PROBLEM TO WORK ON. List all lines of the data that include the string "description".

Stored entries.
=====
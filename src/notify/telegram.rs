//! Telegram Bot API delivery and the plaintext secret decryptor.

use async_trait::async_trait;

use super::{NotificationSender, NotifyError, OutboundMessage, SecretDecryptor};

const TELEGRAM_API: &str = "https://api.telegram.org";

/// Sends messages via the Bot API `sendMessage` endpoint.
#[derive(Debug, Clone)]
pub struct TelegramSender {
    client: reqwest::Client,
    api_base: String,
}

impl Default for TelegramSender {
    fn default() -> Self {
        Self::new()
    }
}

impl TelegramSender {
    pub fn new() -> Self {
        Self::with_api_base(TELEGRAM_API)
    }

    /// Point the sender at a different API host.
    pub fn with_api_base(api_base: &str) -> Self {
        Self {
            client: reqwest::Client::new(),
            api_base: api_base.trim_end_matches('/').to_string(),
        }
    }
}

#[async_trait]
impl NotificationSender for TelegramSender {
    async fn send(&self, message: &OutboundMessage) -> Result<(), NotifyError> {
        if message.token.is_empty() || message.chat_id.is_empty() {
            return Err(NotifyError::Config(
                "telegram token and chat id are required".to_string(),
            ));
        }

        let url = format!("{}/bot{}/sendMessage", self.api_base, message.token);
        let body = serde_json::json!({
            "chat_id": message.chat_id,
            "text": message.text,
            "disable_web_page_preview": message.disable_preview,
        });

        tracing::debug!(chat_id = %message.chat_id, "Sending Telegram notification");

        let response = self.client.post(&url).json(&body).send().await?;
        let status = response.status();
        let resp_body: serde_json::Value = response.json().await?;

        if resp_body.get("ok") == Some(&serde_json::Value::Bool(true)) {
            return Ok(());
        }

        if status == reqwest::StatusCode::TOO_MANY_REQUESTS {
            let retry_after = resp_body
                .get("parameters")
                .and_then(|p| p.get("retry_after"))
                .and_then(|v| v.as_u64())
                .unwrap_or(30);
            return Err(NotifyError::RateLimited {
                retry_after_secs: retry_after,
            });
        }

        let description = resp_body
            .get("description")
            .and_then(|v| v.as_str())
            .unwrap_or("unknown Telegram API error");
        Err(NotifyError::Api {
            status: status.as_u16(),
            description: description.to_string(),
        })
    }
}

/// Identity decryptor for deployments that keep the token unencrypted.
#[derive(Debug, Clone, Copy, Default)]
pub struct PlaintextDecryptor;

impl SecretDecryptor for PlaintextDecryptor {
    fn decrypt_blob(&self, ciphertext: &str) -> Result<String, NotifyError> {
        Ok(ciphertext.to_string())
    }
}

#[cfg(test)]
mod tests {
    use super::*;
    use tokio::io::{AsyncReadExt, AsyncWriteExt};
    use tokio::net::TcpListener;

    async fn fake_api(status_line: &'static str, body: &'static str) -> String {
        let listener = TcpListener::bind("127.0.0.1:0").await.unwrap();
        let addr = listener.local_addr().unwrap();
        tokio::spawn(async move {
            if let Ok((mut sock, _)) = listener.accept().await {
                let mut buf = vec![0u8; 4096];
                let _ = sock.read(&mut buf).await;
                let response = format!(
                    "HTTP/1.1 {}\r\nContent-Type: application/json\r\nContent-Length: {}\r\nConnection: close\r\n\r\n{}",
                    status_line,
                    body.len(),
                    body
                );
                let _ = sock.write_all(response.as_bytes()).await;
            }
        });
        format!("http://{}", addr)
    }

    fn message() -> OutboundMessage {
        OutboundMessage {
            token: "123:abc".to_string(),
            chat_id: "42".to_string(),
            text: "hello".to_string(),
            disable_preview: true,
        }
    }

    #[tokio::test]
    async fn test_send_ok() {
        let base = fake_api("200 OK", r#"{"ok":true,"result":{}}"#).await;
        let sender = TelegramSender::with_api_base(&base);
        sender.send(&message()).await.unwrap();
    }

    #[tokio::test]
    async fn test_rate_limited() {
        let base = fake_api(
            "429 Too Many Requests",
            r#"{"ok":false,"parameters":{"retry_after":7}}"#,
        )
        .await;
        let sender = TelegramSender::with_api_base(&base);
        let err = sender.send(&message()).await.unwrap_err();
        assert!(matches!(err, NotifyError::RateLimited { retry_after_secs: 7 }));
    }

    #[tokio::test]
    async fn test_missing_credentials() {
        let sender = TelegramSender::new();
        let mut msg = message();
        msg.token.clear();
        assert!(matches!(sender.send(&msg).await, Err(NotifyError::Config(_))));
    }

    #[test]
    fn test_plaintext_decryptor() {
        assert_eq!(PlaintextDecryptor.decrypt_blob("secret").unwrap(), "secret");
    }
}
//! HTTP family checks: plain status, keyword and JSON body variants.

use reqwest::redirect::Policy;
use std::error::Error as StdError;
use std::net::IpAddr;
use std::ops::RangeInclusive;
use std::time::Duration;

use super::guard::{resolve_and_validate, TargetPolicy};
use super::tls::describe_certificate;
use super::{CheckResult, ProbeError};
use crate::db::{ErrorKind, Monitor, MonitorType};

/// Parse allowed status entries ("200", "200-299", "2xx").
///
/// Malformed entries are skipped; an empty result means `200..=299`.
pub fn parse_status_ranges(entries: &[String]) -> Vec<RangeInclusive<u16>> {
    let ranges: Vec<_> = entries.iter().filter_map(|e| parse_status_entry(e)).collect();
    if ranges.is_empty() {
        vec![200..=299]
    } else {
        ranges
    }
}

fn parse_status_entry(raw: &str) -> Option<RangeInclusive<u16>> {
    let raw = raw.trim().to_ascii_lowercase();
    if let Some((lo, hi)) = raw.split_once('-') {
        let lo: u16 = lo.trim().parse().ok()?;
        let hi: u16 = hi.trim().parse().ok()?;
        return (lo <= hi && (100..=599).contains(&lo)).then_some(lo..=hi);
    }
    if raw.len() == 3 && raw.ends_with("xx") {
        let class: u16 = raw[..1].parse().ok()?;
        return (1..=5).contains(&class).then_some(class * 100..=class * 100 + 99);
    }
    let code: u16 = raw.parse().ok()?;
    (100..=599).contains(&code).then_some(code..=code)
}

pub fn status_allowed(code: u16, ranges: &[RangeInclusive<u16>]) -> bool {
    ranges.iter().any(|r| r.contains(&code))
}

/// Run one HTTP attempt. Redirects are never followed.
pub(super) async fn check_http(
    monitor: &Monitor,
    kind: MonitorType,
    policy: TargetPolicy,
    timeout: Duration,
) -> Result<CheckResult, ProbeError> {
    let url = url::Url::parse(monitor.target.trim())
        .map_err(|e| ProbeError::InvalidUrl(format!("{}: {}", monitor.target, e)))?;
    if url.scheme() != "http" && url.scheme() != "https" {
        return Err(ProbeError::InvalidUrl(format!(
            "unsupported scheme {}",
            url.scheme()
        )));
    }
    let host = url
        .host_str()
        .map(|h| h.trim_start_matches('[').trim_end_matches(']').to_string())
        .filter(|h| !h.is_empty())
        .ok_or_else(|| ProbeError::InvalidUrl(format!("no host in {}", monitor.target)))?;
    let port = url
        .port_or_known_default()
        .ok_or_else(|| ProbeError::InvalidUrl(format!("no port for {}", monitor.target)))?;

    let addrs = resolve_and_validate(&host, port, policy).await?;

    let mut builder = reqwest::Client::builder()
        .redirect(Policy::none())
        .danger_accept_invalid_certs(monitor.ignore_tls)
        .tls_info(true)
        .timeout(timeout);
    // Pin the connection to the addresses the guard just approved
    if host.parse::<IpAddr>().is_err() {
        builder = builder.resolve_to_addrs(&host, &addrs);
    }
    let client = builder
        .build()
        .map_err(|e| ProbeError::Config(e.to_string()))?;

    let method = if monitor.method.trim().is_empty() {
        reqwest::Method::GET
    } else {
        reqwest::Method::from_bytes(monitor.method.trim().to_ascii_uppercase().as_bytes())
            .map_err(|_| ProbeError::Config(format!("invalid method {}", monitor.method)))?
    };

    let mut request = client.request(method, url);
    for (name, value) in &monitor.headers {
        request = request.header(name.as_str(), value.as_str());
    }
    if let Some(body) = &monitor.body {
        request = request.body(body.clone());
    }

    let response = request
        .send()
        .await
        .map_err(|e| map_reqwest_error(e, timeout))?;

    let status = response.status().as_u16();
    let tls = response
        .extensions()
        .get::<reqwest::tls::TlsInfo>()
        .and_then(|info| info.peer_certificate())
        .and_then(|der| describe_certificate(der).ok());

    let mut result = CheckResult::new(chrono::Utc::now()).with_status(status);
    if let Some(desc) = tls {
        result = result.with_tls(desc);
    }

    let ranges = parse_status_ranges(&monitor.allowed_status);
    if !status_allowed(status, &ranges) {
        return Ok(result.failed(
            ErrorKind::HttpStatus,
            format!("http status {} not allowed", status),
        ));
    }

    match kind {
        MonitorType::HttpKeyword => {
            let keyword = monitor
                .keyword
                .as_deref()
                .filter(|k| !k.is_empty())
                .ok_or_else(|| ProbeError::Config("keyword monitor without keyword".to_string()))?;
            let body = response
                .text()
                .await
                .map_err(|e| map_reqwest_error(e, timeout))?;
            if !body.contains(keyword) {
                return Ok(result.failed(
                    ErrorKind::Keyword,
                    format!("keyword {:?} not found in response", keyword),
                ));
            }
        }
        MonitorType::HttpJson => {
            let body = response
                .bytes()
                .await
                .map_err(|e| map_reqwest_error(e, timeout))?;
            if let Err(e) = serde_json::from_slice::<serde_json::Value>(&body) {
                return Ok(result.failed(ErrorKind::Json, format!("json body invalid: {}", e)));
            }
        }
        _ => {}
    }

    Ok(result.succeeded())
}

fn map_reqwest_error(e: reqwest::Error, timeout: Duration) -> ProbeError {
    if e.is_timeout() {
        return ProbeError::Timeout(timeout);
    }
    let detail = error_chain(&e);
    if e.is_builder() {
        return ProbeError::InvalidUrl(detail);
    }
    if e.is_connect() {
        if let Some(io) = find_io_error(&e) {
            match io.kind() {
                std::io::ErrorKind::ConnectionRefused => {
                    return ProbeError::ConnectionRefused(detail)
                }
                std::io::ErrorKind::NetworkUnreachable | std::io::ErrorKind::HostUnreachable => {
                    return ProbeError::NetworkUnreachable(detail)
                }
                std::io::ErrorKind::TimedOut => return ProbeError::Timeout(timeout),
                _ => {}
            }
        }
        let lower = detail.to_ascii_lowercase();
        if lower.contains("certificate") || lower.contains("tls") || lower.contains("ssl") {
            return ProbeError::Tls(detail);
        }
        return ProbeError::Connect(detail);
    }
    ProbeError::Request(detail)
}

fn find_io_error<'a>(e: &'a (dyn StdError + 'static)) -> Option<&'a std::io::Error> {
    let mut current: Option<&(dyn StdError + 'static)> = Some(e);
    while let Some(err) = current {
        if let Some(io) = err.downcast_ref::<std::io::Error>() {
            return Some(io);
        }
        current = err.source();
    }
    None
}

/// Flatten an error and its sources into one line.
fn error_chain(e: &(dyn StdError + 'static)) -> String {
    let mut out = e.to_string();
    let mut current = e.source();
    while let Some(err) = current {
        let text = err.to_string();
        if !out.contains(&text) {
            out.push_str(": ");
            out.push_str(&text);
        }
        current = err.source();
    }
    out
}

#[cfg(test)]
mod tests {
    use super::*;
    use tokio::io::{AsyncReadExt, AsyncWriteExt};
    use tokio::net::TcpListener;

    const LOOPBACK: TargetPolicy = TargetPolicy {
        allow_private: false,
        allow_loopback: true,
    };

    /// Serve one canned HTTP response per connection.
    async fn serve(response: &'static str) -> String {
        let listener = TcpListener::bind("127.0.0.1:0").await.unwrap();
        let addr = listener.local_addr().unwrap();
        tokio::spawn(async move {
            while let Ok((mut sock, _)) = listener.accept().await {
                let mut buf = [0u8; 2048];
                let _ = sock.read(&mut buf).await;
                let _ = sock.write_all(response.as_bytes()).await;
                let _ = sock.shutdown().await;
            }
        });
        format!("http://{}/health", addr)
    }

    fn monitor(target: String, kind: &str) -> Monitor {
        Monitor {
            id: 1,
            monitor_type: kind.to_string(),
            target,
            ..Default::default()
        }
    }

    #[test]
    fn test_parse_status_ranges() {
        let entries: Vec<String> = ["200", "300-302", "4xx", "bogus", "700"]
            .iter()
            .map(|s| s.to_string())
            .collect();
        let ranges = parse_status_ranges(&entries);
        assert_eq!(ranges, vec![200..=200, 300..=302, 400..=499]);
        assert!(status_allowed(404, &ranges));
        assert!(!status_allowed(201, &ranges));

        assert_eq!(parse_status_ranges(&[]), vec![200..=299]);
        assert_eq!(parse_status_ranges(&["nope".to_string()]), vec![200..=299]);
    }

    #[tokio::test]
    async fn test_http_ok() {
        let url = serve("HTTP/1.1 200 OK\r\nContent-Length: 2\r\nConnection: close\r\n\r\nok").await;
        let result = check_http(&monitor(url, "http"), MonitorType::Http, LOOPBACK, Duration::from_secs(5))
            .await
            .unwrap();
        assert!(result.ok);
        assert_eq!(result.status_code, Some(200));
        assert!(result.tls.is_none());
    }

    #[tokio::test]
    async fn test_redirect_is_not_followed() {
        let url = serve(
            "HTTP/1.1 302 Found\r\nLocation: http://169.254.169.254/\r\nContent-Length: 0\r\nConnection: close\r\n\r\n",
        )
        .await;
        let result = check_http(&monitor(url.clone(), "http"), MonitorType::Http, LOOPBACK, Duration::from_secs(5))
            .await
            .unwrap();
        assert!(!result.ok);
        assert_eq!(result.status_code, Some(302));
        assert_eq!(result.error_kind, Some(ErrorKind::HttpStatus));

        let mut allowed = monitor(url, "http");
        allowed.allowed_status = vec!["3xx".to_string()];
        let result = check_http(&allowed, MonitorType::Http, LOOPBACK, Duration::from_secs(5))
            .await
            .unwrap();
        assert!(result.ok);
    }

    #[tokio::test]
    async fn test_keyword_and_json() {
        let url = serve(
            "HTTP/1.1 200 OK\r\nContent-Type: application/json\r\nContent-Length: 15\r\nConnection: close\r\n\r\n{\"status\":\"up\"}",
        )
        .await;

        let mut kw = monitor(url.clone(), "keyword");
        kw.keyword = Some("\"up\"".to_string());
        let result = check_http(&kw, MonitorType::HttpKeyword, LOOPBACK, Duration::from_secs(5))
            .await
            .unwrap();
        assert!(result.ok);

        kw.keyword = Some("degraded".to_string());
        let result = check_http(&kw, MonitorType::HttpKeyword, LOOPBACK, Duration::from_secs(5))
            .await
            .unwrap();
        assert_eq!(result.error_kind, Some(ErrorKind::Keyword));

        let result = check_http(&monitor(url, "json"), MonitorType::HttpJson, LOOPBACK, Duration::from_secs(5))
            .await
            .unwrap();
        assert!(result.ok);
    }

    #[tokio::test]
    async fn test_invalid_json_body() {
        let url = serve("HTTP/1.1 200 OK\r\nContent-Length: 5\r\nConnection: close\r\n\r\n{oops").await;
        let result = check_http(&monitor(url, "json"), MonitorType::HttpJson, LOOPBACK, Duration::from_secs(5))
            .await
            .unwrap();
        assert_eq!(result.error_kind, Some(ErrorKind::Json));
    }

    #[tokio::test]
    async fn test_guard_runs_before_request() {
        let err = check_http(
            &monitor("http://127.0.0.1:9/".to_string(), "http"),
            MonitorType::Http,
            TargetPolicy::default(),
            Duration::from_secs(1),
        )
        .await
        .unwrap_err();
        assert!(matches!(err, ProbeError::Guard(_)));
    }

    #[tokio::test]
    async fn test_invalid_url() {
        let err = check_http(
            &monitor("not a url".to_string(), "http"),
            MonitorType::Http,
            LOOPBACK,
            Duration::from_secs(1),
        )
        .await
        .unwrap_err();
        assert!(matches!(err, ProbeError::InvalidUrl(_)));
    }
}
=====
RESULT FOR THIS EXERCISE.
        let description = resp_body
            .get("description")
            description: description.to_string(),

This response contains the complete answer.